Die Daten dürfen ausschließlich auf deren Anfrage hin an die Wiener Bezirksverwaltungsbehörde – also das Magistrat – weitergegeben werden.

20. Und wenn eine andere Behörde, die Polizei, ein Gericht oder sonst jemand die Datenübermittlung anfordert?

In diesem Fall dürfen die Daten nicht herausgegeben werden. Die Vorgabe ist klar: Niemand außer dem Magistrat der Stadt Wien darf diese Daten anfordern. Eine Übermittlung an andere würde auch den Lokalbetreiber strafbar machen.

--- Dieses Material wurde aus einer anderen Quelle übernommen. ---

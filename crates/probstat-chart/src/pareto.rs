//! Pareto chart layout: ranked bars with a cumulative percentage line.

use probstat_stats::pareto::ParetoSeries;

use crate::{
    frequency::{MAX_X_TICKS, value_axis},
    geometry::{Axis, Bar, ChartGeometry, ChartKind, Point, Tick, bar_slot},
    layout::{CanvasSize, Padding, PlotRect},
};

/// Distance between labels on the percentage axis.
pub const PERCENT_STEP: usize = 20;

/// Lays out a Pareto chart.
///
/// Bars follow the order of the series (descending counts) and are scaled
/// against the left axis. The cumulative percentage line has one vertex at
/// the centre of each bar and uses the right axis, which always spans
/// 0–100 %.
///
/// # Examples
///
/// ```
/// use probstat_chart::{layout::CanvasSize, pareto::pareto};
/// use probstat_stats::pareto::ParetoSeries;
///
/// let series = ParetoSeries::from_values(&[1.0, 2.0, 2.0, 3.0, 2.0]);
/// let chart = pareto(&series, CanvasSize::default());
/// assert_eq!(chart.bars.len(), 3);
/// assert_eq!(chart.bars[0].label, "2");
/// assert_eq!(chart.line.last().unwrap().y, chart.plot.top);
/// ```
#[expect(clippy::cast_precision_loss)]
#[must_use]
pub fn pareto(series: &ParetoSeries, canvas: CanvasSize) -> ChartGeometry {
    let plot = PlotRect::new(canvas, Padding::DUAL_AXIS);
    let (y_axis, top) = value_axis(&plot, series.max_count() as f64, "fi");
    let count_scale = plot.y_scale(0.0, top);
    let percent_scale = plot.y_scale(0.0, 100.0);

    let slot_width = plot.width() / series.len().max(1) as f64;
    let label_every = series.len().div_ceil(MAX_X_TICKS).max(1);

    let mut bars = Vec::with_capacity(series.len());
    let mut line = Vec::with_capacity(series.len());
    let mut x_ticks = vec![];
    for (i, (entry, &percent)) in series
        .entries
        .iter()
        .zip(&series.cumulative_percent)
        .enumerate()
    {
        let (x, width) = bar_slot(plot.left, i, slot_width);
        let value = entry.count as f64;
        let y = count_scale.map(value);
        bars.push(Bar {
            x,
            y,
            width,
            height: plot.bottom - y,
            label: entry.label.clone(),
            value,
        });

        let center = plot.left + (i as f64 + 0.5) * slot_width;
        line.push(Point {
            x: center,
            y: percent_scale.map(percent),
        });
        if i % label_every == 0 {
            x_ticks.push(Tick {
                value: i as f64,
                position: center,
                label: entry.label.clone(),
            });
        }
    }

    let percent_ticks = (0..=100_u32)
        .step_by(PERCENT_STEP)
        .map(|p| {
            let value = f64::from(p);
            Tick {
                value,
                position: percent_scale.map(value),
                label: format!("{p}%"),
            }
        })
        .collect();

    ChartGeometry {
        kind: ChartKind::Pareto,
        canvas,
        plot,
        x_axis: Axis {
            title: "X".to_string(),
            ticks: x_ticks,
        },
        y_axis,
        secondary_y_axis: Some(Axis {
            title: "% cum.".to_string(),
            ticks: percent_ticks,
        }),
        bars,
        line,
    }
}

#[cfg(test)]
mod tests {
    use probstat_stats::{DEMO_DATA, parse::parse_numbers};

    use super::*;

    fn demo_chart() -> ChartGeometry {
        let series = ParetoSeries::from_values(&parse_numbers(DEMO_DATA));
        pareto(&series, CanvasSize::default())
    }

    #[test]
    fn test_demo_layout() {
        let chart = demo_chart();
        assert_eq!(chart.plot.left, 60.0);
        assert_eq!(chart.plot.right, 840.0);
        assert_eq!(chart.plot.top, 16.0);
        assert_eq!(chart.plot.bottom, 250.0);
        assert_eq!(chart.bars.len(), 22);
        assert_eq!(chart.line.len(), 22);

        // 22 entries, one label every 4 bars
        let labels = chart
            .x_axis
            .ticks
            .iter()
            .map(|t| t.label.as_str())
            .collect::<Vec<_>>();
        assert_eq!(labels.len(), 6);
        assert_eq!(labels[0], "15");
    }

    #[test]
    fn test_bars_descend_and_line_rises() {
        let chart = demo_chart();
        assert!(chart.bars.windows(2).all(|w| w[0].height >= w[1].height));
        // Canvas y grows downwards
        assert!(chart.line.windows(2).all(|w| w[0].y > w[1].y));
        assert!((chart.line.last().unwrap().y - chart.plot.top).abs() < 1e-9);
    }

    #[test]
    fn test_line_vertices_at_bar_centres() {
        let chart = demo_chart();
        for (bar, point) in chart.bars.iter().zip(&chart.line) {
            assert!((bar.x + bar.width / 2.0 - point.x).abs() < 1e-9);
        }
    }

    #[test]
    fn test_percent_axis() {
        let chart = demo_chart();
        let axis = chart.secondary_y_axis.unwrap();
        let labels = axis.ticks.iter().map(|t| t.label.as_str()).collect::<Vec<_>>();
        assert_eq!(labels, ["0%", "20%", "40%", "60%", "80%", "100%"]);
        assert_eq!(axis.ticks[0].position, chart.plot.bottom);
        assert_eq!(axis.ticks[5].position, chart.plot.top);
    }

    #[test]
    fn test_left_axis_uses_nice_ticks() {
        // Highest count in the demo data is 2
        let chart = demo_chart();
        let top = crate::ticks::nice_ticks(2.0, 5).top;
        assert!((chart.y_axis.ticks.last().unwrap().value - top).abs() < 1e-9);
        let expected = chart.plot.height() * 2.0 / top;
        assert!((chart.bars[0].height - expected).abs() < 1e-9);
    }

    #[test]
    fn test_empty_series() {
        let chart = pareto(&ParetoSeries::new(vec![]), CanvasSize::default());
        assert!(chart.is_empty());
        assert!(chart.x_axis.ticks.is_empty());
    }
}
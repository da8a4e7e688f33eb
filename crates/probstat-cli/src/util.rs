use std::{
    fs::File,
    io::{self, BufWriter, Read as _, StdoutLock, Write as _},
    path::{Path, PathBuf},
};

use anyhow::Context;

#[derive(Debug)]
pub enum Output {
    Stdout {
        writer: StdoutLock<'static>,
    },
    File {
        writer: BufWriter<File>,
        path: PathBuf,
    },
}

impl Output {
    pub fn save_json<T>(value: &T, output_path: Option<PathBuf>) -> anyhow::Result<()>
    where
        T: serde::Serialize,
    {
        let mut output = Output::from_output_path(output_path)?;
        output.write_json(value)?;
        if let Output::File { path, .. } = &output {
            tracing::info!(path = %path.display(), "wrote JSON output");
        }
        Ok(())
    }

    pub fn from_output_path(output_path: Option<PathBuf>) -> anyhow::Result<Self> {
        match output_path {
            Some(path) => Output::open(path),
            None => Ok(Output::stdout()),
        }
    }

    pub fn stdout() -> Self {
        Output::Stdout {
            writer: io::stdout().lock(),
        }
    }

    pub fn open(path: PathBuf) -> anyhow::Result<Self> {
        let file = File::create(&path)
            .with_context(|| format!("Failed to create output file: {}", path.display()))?;
        Ok(Output::File {
            writer: BufWriter::new(file),
            path,
        })
    }

    pub fn display_path(&self) -> String {
        match self {
            Output::Stdout { .. } => "stdout".to_string(),
            Output::File { path, .. } => path.display().to_string(),
        }
    }

    pub fn write_json<T>(&mut self, value: T) -> anyhow::Result<()>
    where
        T: serde::Serialize,
    {
        serde_json::to_writer_pretty(&mut *self, &value)
            .with_context(|| format!("Failed to write JSON to {}", self.display_path()))?;
        writeln!(&mut *self).with_context(|| {
            format!(
                "Failed to write newline after JSON to {}",
                self.display_path()
            )
        })?;
        self.flush()
            .with_context(|| format!("Failed to flush output to {}", self.display_path()))?;
        Ok(())
    }
}

impl io::Write for Output {
    fn write(&mut self, buf: &[u8]) -> io::Result<usize> {
        match self {
            Output::Stdout { writer } => writer.write(buf),
            Output::File { writer, .. } => writer.write(buf),
        }
    }

    fn flush(&mut self) -> io::Result<()> {
        match self {
            Output::Stdout { writer } => writer.flush(),
            Output::File { writer, .. } => writer.flush(),
        }
    }
}

pub fn read_text_file<P>(path: P) -> anyhow::Result<String>
where
    P: AsRef<Path>,
{
    let path = path.as_ref();
    std::fs::read_to_string(path)
        .with_context(|| format!("Failed to read data file: {}", path.display()))
}

pub fn read_stdin() -> anyhow::Result<String> {
    let mut text = String::new();
    io::stdin()
        .lock()
        .read_to_string(&mut text)
        .context("Failed to read data from stdin")?;
    Ok(text)
}
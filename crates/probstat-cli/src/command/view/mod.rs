use probstat_chart::{ChartKind, build_chart};

use crate::{
    command::{chart::CanvasArg, input::ReportArg},
    tui::Tui,
};

use self::app::ChartViewer;

mod app;

#[derive(Debug, Clone, clap::Args)]
pub(crate) struct ViewArg {
    #[clap(flatten)]
    report: ReportArg,
    #[clap(flatten)]
    canvas: CanvasArg,
}

pub fn run(arg: &ViewArg) -> anyhow::Result<()> {
    let canvas = arg.canvas.size()?;
    let report = arg.report.load_report()?;
    let charts = ChartKind::ALL
        .into_iter()
        .map(|kind| build_chart(kind, &report, canvas))
        .collect();

    tracing::info!(count = report.summary.count, "opening chart viewer");
    let mut app = ChartViewer::new(report, charts);
    Tui::new().run(&mut app)
}
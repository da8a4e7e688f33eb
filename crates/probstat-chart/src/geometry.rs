//! Renderer-independent chart geometry.
//!
//! A [`ChartGeometry`] holds everything needed to draw a chart: the plot
//! rectangle, axis ticks with their pixel positions, bars and polyline
//! vertices. Renderers only have to stroke and fill.

use serde::Serialize;

use crate::layout::{CanvasSize, PlotRect};

#[derive(Debug, Clone, Copy, PartialEq, Eq, Serialize, derive_more::Display)]
#[serde(rename_all = "kebab-case")]
pub enum ChartKind {
    #[display("Histogram")]
    Histogram,
    #[display("Frequency polygon")]
    FrequencyPolygon,
    #[display("Ogive")]
    Ogive,
    #[display("Pareto chart")]
    Pareto,
}

impl ChartKind {
    pub const ALL: [Self; 4] = [
        Self::Histogram,
        Self::FrequencyPolygon,
        Self::Ogive,
        Self::Pareto,
    ];
}

/// An axis label at a pixel position.
///
/// `position` is an `x` coordinate for horizontal axes and a `y` coordinate
/// for vertical axes.
#[derive(Debug, Clone, PartialEq, Serialize)]
pub struct Tick {
    pub value: f64,
    pub position: f64,
    pub label: String,
}

#[derive(Debug, Clone, PartialEq, Serialize)]
pub struct Axis {
    pub title: String,
    pub ticks: Vec<Tick>,
}

/// A filled rectangle; `(x, y)` is its top-left corner.
#[derive(Debug, Clone, PartialEq, Serialize)]
pub struct Bar {
    pub x: f64,
    pub y: f64,
    pub width: f64,
    pub height: f64,
    pub label: String,
    pub value: f64,
}

#[derive(Debug, Clone, Copy, PartialEq, Serialize)]
pub struct Point {
    pub x: f64,
    pub y: f64,
}

#[derive(Debug, Clone, PartialEq, Serialize)]
pub struct ChartGeometry {
    pub kind: ChartKind,
    pub canvas: CanvasSize,
    pub plot: PlotRect,
    pub x_axis: Axis,
    pub y_axis: Axis,
    /// Percentage axis on the right side (Pareto only).
    pub secondary_y_axis: Option<Axis>,
    pub bars: Vec<Bar>,
    /// Polyline vertices in drawing order.
    pub line: Vec<Point>,
}

impl ChartGeometry {
    /// Returns `true` if the chart has nothing to draw.
    #[must_use]
    pub fn is_empty(&self) -> bool {
        self.bars.is_empty() && self.line.is_empty()
    }
}

/// Horizontal inset on each side of a bar inside its slot.
pub const BAR_INSET: f64 = 6.0;

/// Returns `(x, width)` of the bar drawn in slot `index` of width `slot_width`.
///
/// Wide slots lose [`BAR_INSET`] on each side; narrow slots keep half of
/// their width so that bars never collapse or overlap.
#[expect(clippy::cast_precision_loss)]
pub(crate) fn bar_slot(left: f64, index: usize, slot_width: f64) -> (f64, f64) {
    let inset = f64::min(BAR_INSET, slot_width / 4.0);
    let x = left + index as f64 * slot_width + inset;
    (x, slot_width - 2.0 * inset)
}

#[cfg(test)]
mod tests {
    use super::*;

    #[test]
    fn test_wide_slot() {
        assert_eq!(bar_slot(50.0, 0, 100.0), (56.0, 88.0));
        assert_eq!(bar_slot(50.0, 2, 100.0), (256.0, 88.0));
    }

    #[test]
    fn test_narrow_slot_keeps_half() {
        let (x, width) = bar_slot(0.0, 1, 8.0);
        assert_eq!(x, 10.0);
        assert_eq!(width, 4.0);
    }

    #[test]
    fn test_kind_serializes_kebab_case() {
        let json = serde_json::to_string(&ChartKind::FrequencyPolygon).unwrap();
        assert_eq!(json, "\"frequency-polygon\"");
        assert_eq!(ChartKind::Pareto.to_string(), "Pareto chart");
    }
}
//! Chart geometry for frequency tables and Pareto series.
//!
//! This crate turns statistics into pixel coordinates. It does not draw: every
//! layout function returns a [`ChartGeometry`] that a renderer (a terminal
//! canvas, an SVG writer, a JSON consumer) can stroke and fill directly.
//!
//! - [`ticks`]: "Nice" axis tick values
//! - [`layout`]: Canvas sizes, plot rectangles and linear scales
//! - [`geometry`]: Bars, points, ticks and axes
//! - [`frequency`]: Histogram, frequency polygon and ogive
//! - [`pareto`]: Pareto chart
//!
//! # Examples
//!
//! ```
//! use probstat_chart::{ChartKind, build_chart, layout::CanvasSize};
//! use probstat_stats::{DEMO_DATA, report::DataReport};
//!
//! let report = DataReport::parse(DEMO_DATA, 8.0).unwrap();
//! let chart = build_chart(ChartKind::Histogram, &report, CanvasSize::default());
//! assert_eq!(chart.bars.len(), 7);
//! ```

use probstat_stats::report::DataReport;

pub use self::geometry::{ChartGeometry, ChartKind};
use self::layout::CanvasSize;

pub mod frequency;
pub mod geometry;
pub mod layout;
pub mod pareto;
pub mod ticks;

/// Builds the chart of the given kind for a data report.
#[must_use]
pub fn build_chart(kind: ChartKind, report: &DataReport, canvas: CanvasSize) -> ChartGeometry {
    let chart = match kind {
        ChartKind::Histogram => frequency::histogram(&report.table, canvas),
        ChartKind::FrequencyPolygon => frequency::frequency_polygon(&report.table, canvas),
        ChartKind::Ogive => frequency::ogive(&report.table, canvas),
        ChartKind::Pareto => pareto::pareto(&report.pareto, canvas),
    };
    tracing::debug!(
        %kind,
        bars = chart.bars.len(),
        points = chart.line.len(),
        "laid out chart"
    );
    chart
}
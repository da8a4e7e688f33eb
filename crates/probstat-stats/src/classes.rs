//! Fixed-width class intervals and frequency tables.
//!
//! Classes start at the sample minimum and advance by repeated addition of the
//! class width until the maximum is covered. Every class is half-open
//! (`[a, b)`) except the last one, which also accepts its upper bound. A value
//! lying on an interior boundary therefore belongs to the class that starts
//! there.
//!
//! # Examples
//!
//! ```
//! use probstat_stats::classes::FrequencyTable;
//!
//! let data = [1.0, 2.0, 2.0, 3.0, 4.0, 5.0];
//! let table = FrequencyTable::new(&data, 2.0).unwrap();
//!
//! // [1-3) [3-5) [5-7]
//! assert_eq!(table.classes.len(), 3);
//! assert_eq!(
//!     table.classes.iter().map(|c| c.fi).collect::<Vec<_>>(),
//!     vec![3, 2, 1]
//! );
//! assert_eq!(table.classes[2].cumulative_fi, 6);
//! ```

use std::ops::Range;

use serde::Serialize;

use crate::{error::ValidationError, format::format_value};

/// Upper limit on the number of classes a single table may contain.
pub const MAX_CLASSES: usize = 10_000;

/// An empty class boundary produced by [`build_classes`].
#[derive(Debug, Clone, PartialEq, Serialize)]
pub struct ClassBounds {
    /// Inclusive lower bound.
    pub start: f64,
    /// Upper bound; exclusive except for the last class.
    pub end: f64,
}

/// One row of a frequency table.
#[derive(Debug, Clone, PartialEq, Serialize)]
pub struct ClassInterval {
    /// Display label such as `[12-20)`.
    pub label: String,
    /// Inclusive lower bound `a`.
    pub start: f64,
    /// Upper bound `b`; exclusive except for the last class.
    pub end: f64,
    /// Class midpoint `(a + b) / 2`.
    pub midpoint: f64,
    /// Absolute frequency.
    pub fi: u64,
    /// Relative frequency `fi / n`.
    pub fr: f64,
    /// Cumulative absolute frequency up to and including this class.
    pub cumulative_fi: u64,
    /// Cumulative relative frequency up to and including this class.
    pub cumulative_fr: f64,
}

impl ClassInterval {
    /// Returns the bounds as a range (inclusive start, exclusive end).
    #[must_use]
    pub fn range(&self) -> Range<f64> {
        self.start..self.end
    }
}

/// A frequency table over fixed-width classes.
#[derive(Debug, Clone, PartialEq, Serialize)]
pub struct FrequencyTable {
    /// The class width used to build the table.
    pub width: f64,
    /// Number of values tallied.
    pub total: usize,
    /// The classes in ascending order.
    pub classes: Vec<ClassInterval>,
}

impl FrequencyTable {
    /// Builds classes for the data and tallies their frequencies.
    pub fn new(data: &[f64], width: f64) -> Result<Self, ValidationError> {
        let bounds = build_classes(data, width)?;
        let classes = fill_frequencies(data, &bounds);
        tracing::debug!(
            width,
            classes = classes.len(),
            values = data.len(),
            "built frequency table"
        );
        Ok(Self {
            width,
            total: data.len(),
            classes,
        })
    }

    /// Returns the largest absolute frequency, or 0 for an empty table.
    #[must_use]
    pub fn max_fi(&self) -> u64 {
        self.classes.iter().map(|c| c.fi).max().unwrap_or(0)
    }
}

/// Generates contiguous classes of fixed `width` starting at the data minimum.
///
/// Classes are pushed while their start is `<= max(data)`, so the last class
/// always contains the maximum.
///
/// # Errors
///
/// * [`ValidationError::EmptySample`] - if `data` is empty
/// * [`ValidationError::InvalidClassWidth`] - if `width` is not a finite number `> 0`
/// * [`ValidationError::ClassWidthTooSmall`] - if adding `width` does not move a boundary
/// * [`ValidationError::TooManyClasses`] - if more than [`MAX_CLASSES`] classes would be needed
///
/// # Examples
///
/// ```
/// # use probstat_stats::classes::build_classes;
/// let classes = build_classes(&[12.0, 65.0, 30.0], 8.0).unwrap();
/// assert_eq!(classes.len(), 7);
/// assert_eq!(classes[0].start, 12.0);
/// assert_eq!(classes[6].start, 60.0);
/// assert_eq!(classes[6].end, 68.0);
/// ```
pub fn build_classes(data: &[f64], width: f64) -> Result<Vec<ClassBounds>, ValidationError> {
    if !width.is_finite() || width <= 0.0 {
        return Err(ValidationError::InvalidClassWidth { width });
    }
    if data.is_empty() {
        return Err(ValidationError::EmptySample);
    }

    let min = data.iter().copied().fold(f64::INFINITY, f64::min);
    let max = data.iter().copied().fold(f64::NEG_INFINITY, f64::max);

    let mut classes = vec![];
    let mut start = min;
    while start <= max {
        let end = start + width;
        if end <= start {
            return Err(ValidationError::ClassWidthTooSmall {
                width,
                boundary: start,
            });
        }
        if classes.len() == MAX_CLASSES {
            return Err(ValidationError::TooManyClasses {
                width,
                max: MAX_CLASSES,
            });
        }
        classes.push(ClassBounds { start, end });
        start = end;
    }
    Ok(classes)
}

/// Assigns each value to its class and accumulates cumulative frequencies.
///
/// A value `x` goes to the first class with `start <= x < end`; the last
/// class also accepts `x == end`. Values outside every class are ignored.
///
/// # Examples
///
/// ```
/// # use probstat_stats::classes::{build_classes, fill_frequencies};
/// let data = [0.0, 10.0, 10.0, 20.0];
/// let bounds = build_classes(&data, 10.0).unwrap();
/// let table = fill_frequencies(&data, &bounds);
/// // 10 sits on the boundary and belongs to [10-20)
/// assert_eq!(table[0].fi, 1);
/// assert_eq!(table[1].fi, 2);
/// assert_eq!(table[2].fi, 1);
/// ```
#[expect(clippy::cast_precision_loss)]
#[must_use]
pub fn fill_frequencies(data: &[f64], bounds: &[ClassBounds]) -> Vec<ClassInterval> {
    let mut counts = vec![0_u64; bounds.len()];
    for &x in data {
        let idx = bounds.iter().enumerate().position(|(i, c)| {
            let is_last = i == bounds.len() - 1;
            x >= c.start && (x < c.end || (is_last && x <= c.end))
        });
        if let Some(idx) = idx {
            counts[idx] += 1;
        }
    }

    let n = data.len() as f64;
    let mut cumulative_fi = 0;
    let mut cumulative_fr = 0.0;
    bounds
        .iter()
        .zip(counts)
        .map(|(c, fi)| {
            let fr = fi as f64 / n;
            cumulative_fi += fi;
            cumulative_fr += fr;
            ClassInterval {
                label: format!("[{}-{})", format_value(c.start), format_value(c.end)),
                start: c.start,
                end: c.end,
                midpoint: f64::midpoint(c.start, c.end),
                fi,
                fr,
                cumulative_fi,
                cumulative_fr,
            }
        })
        .collect()
}

#[cfg(test)]
mod tests {
    use super::*;
    use crate::parse::parse_numbers;

    #[test]
    fn test_demo_table() {
        let data = parse_numbers(crate::DEMO_DATA);
        let table = FrequencyTable::new(&data, 8.0).unwrap();

        let starts = table.classes.iter().map(|c| c.start).collect::<Vec<_>>();
        assert_eq!(starts, vec![12.0, 20.0, 28.0, 36.0, 44.0, 52.0, 60.0]);
        assert!(table.classes.last().unwrap().end >= 65.0);

        let fi = table.classes.iter().map(|c| c.fi).collect::<Vec<_>>();
        // [12,20): 12 13 15 15 17
        // [20,28): 21 24
        // [28,36): 28 28 32 35
        // [36,44): 36 37 37 39 39 40 41
        // [44,52): 44 44 51
        // [52,60): 54 56 59 59
        // [60,68]: 62 64 65 65
        assert_eq!(fi, vec![5, 2, 4, 7, 3, 4, 4]);
        assert_eq!(table.classes.last().unwrap().cumulative_fi, 29);
        assert_eq!(table.max_fi(), 7);
        assert_eq!(table.classes[0].label, "[12-20)");
        assert_eq!(table.classes[0].midpoint, 16.0);
    }

    #[test]
    fn test_last_class_includes_upper_bound() {
        // max lands exactly on the end of the last class only if start == max,
        // so construct bounds by hand
        let bounds = vec![
            ClassBounds {
                start: 0.0,
                end: 5.0,
            },
            ClassBounds {
                start: 5.0,
                end: 10.0,
            },
        ];
        let table = fill_frequencies(&[0.0, 5.0, 10.0], &bounds);
        assert_eq!(table[0].fi, 1);
        assert_eq!(table[1].fi, 2);
    }

    #[test]
    fn test_interior_upper_bound_is_excluded() {
        let bounds = vec![
            ClassBounds {
                start: 0.0,
                end: 5.0,
            },
            ClassBounds {
                start: 5.0,
                end: 10.0,
            },
        ];
        let table = fill_frequencies(&[5.0], &bounds);
        assert_eq!(table[0].fi, 0);
        assert_eq!(table[1].fi, 1);
    }

    #[test]
    fn test_cumulative_relative_ends_at_one() {
        let data = parse_numbers("1.5 2.25 3 3 7.75 9 10.5 11");
        let table = FrequencyTable::new(&data, 2.5).unwrap();
        let last = table.classes.last().unwrap();
        assert!((last.cumulative_fr - 1.0).abs() < 1e-9);
        assert_eq!(last.cumulative_fi, 8);
    }

    #[test]
    fn test_single_distinct_value() {
        let table = FrequencyTable::new(&[4.0, 4.0, 4.0], 1.0).unwrap();
        assert_eq!(table.classes.len(), 1);
        assert_eq!(table.classes[0].fi, 3);
        assert_eq!(table.classes[0].range(), 4.0..5.0);
    }

    #[test]
    fn test_invalid_widths() {
        for width in [0.0, -1.0, f64::NAN, f64::INFINITY] {
            assert!(matches!(
                build_classes(&[1.0, 2.0], width),
                Err(ValidationError::InvalidClassWidth { .. })
            ));
        }
    }

    #[test]
    fn test_empty_data() {
        assert_eq!(build_classes(&[], 1.0), Err(ValidationError::EmptySample));
    }

    #[test]
    fn test_width_too_small_to_advance() {
        let result = build_classes(&[1e20, 2e20], 1.0);
        assert!(matches!(
            result,
            Err(ValidationError::ClassWidthTooSmall { .. })
        ));
    }

    #[test]
    fn test_too_many_classes() {
        let result = build_classes(&[0.0, 1_000_000.0], 1.0);
        assert_eq!(
            result,
            Err(ValidationError::TooManyClasses {
                width: 1.0,
                max: MAX_CLASSES
            })
        );
    }
}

21. Gilt dieses Verbot der Datenweitergabe selbst dann, wenn die Agentur für Gesundheit und Ernährungssicherheit (Ages) die Anfrage stellt?

Prinzipiell ja, da die Ages eben nicht die Wiener Bezirksverwaltungsbehörde ist. Sofern es sich aber im Einzelfall um eine schwerwiegende grenzüberschreitende Gesundheitsgefahr handelt, wäre auch eine Informationsweitergabe an die Ages erlaubt.

22. Dürfen Gastronomen diese Daten auch für andere Zwecke wie etwa Marketing oder Newsletter nutzen?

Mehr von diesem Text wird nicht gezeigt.